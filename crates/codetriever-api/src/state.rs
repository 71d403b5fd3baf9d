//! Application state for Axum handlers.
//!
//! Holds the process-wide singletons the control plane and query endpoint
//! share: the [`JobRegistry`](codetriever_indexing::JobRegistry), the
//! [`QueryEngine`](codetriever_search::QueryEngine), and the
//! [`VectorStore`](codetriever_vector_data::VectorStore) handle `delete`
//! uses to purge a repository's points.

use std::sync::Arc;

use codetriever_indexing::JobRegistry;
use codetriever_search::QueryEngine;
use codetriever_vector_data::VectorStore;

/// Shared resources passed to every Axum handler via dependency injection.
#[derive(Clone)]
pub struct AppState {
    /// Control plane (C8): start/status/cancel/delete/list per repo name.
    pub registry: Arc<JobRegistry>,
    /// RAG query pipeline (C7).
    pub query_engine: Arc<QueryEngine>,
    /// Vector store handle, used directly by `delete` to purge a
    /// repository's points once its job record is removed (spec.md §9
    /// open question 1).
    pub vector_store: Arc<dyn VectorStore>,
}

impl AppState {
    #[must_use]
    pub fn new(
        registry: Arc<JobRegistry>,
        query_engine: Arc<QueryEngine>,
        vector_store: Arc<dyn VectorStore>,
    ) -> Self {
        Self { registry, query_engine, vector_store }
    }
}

===============

**What the exercise asks**
For this task, copy exactly the line with "#[derive(Clone)]" and the lines that come after it, stopping at the end of the material above.

**Your solution**
#[derive(Clone)]
pub struct AppState {
    /// Control plane (C8): start/status/cancel/delete/list per repo name.
    pub registry: Arc<JobRegistry>,
    /// RAG query pipeline (C7).
    pub query_engine: Arc<QueryEngine>,
    /// Vector store handle, used directly by `delete` to purge a
    /// repository's points once its job record is removed (spec.md §9
    /// open question 1).
    pub vector_store: Arc<dyn VectorStore>,
}

impl AppState {
    #[must_use]
    pub fn new(
        registry: Arc<JobRegistry>,
        query_engine: Arc<QueryEngine>,
        vector_store: Arc<dyn VectorStore>,
    ) -> Self {
        Self { registry, query_engine, vector_store }
    }
}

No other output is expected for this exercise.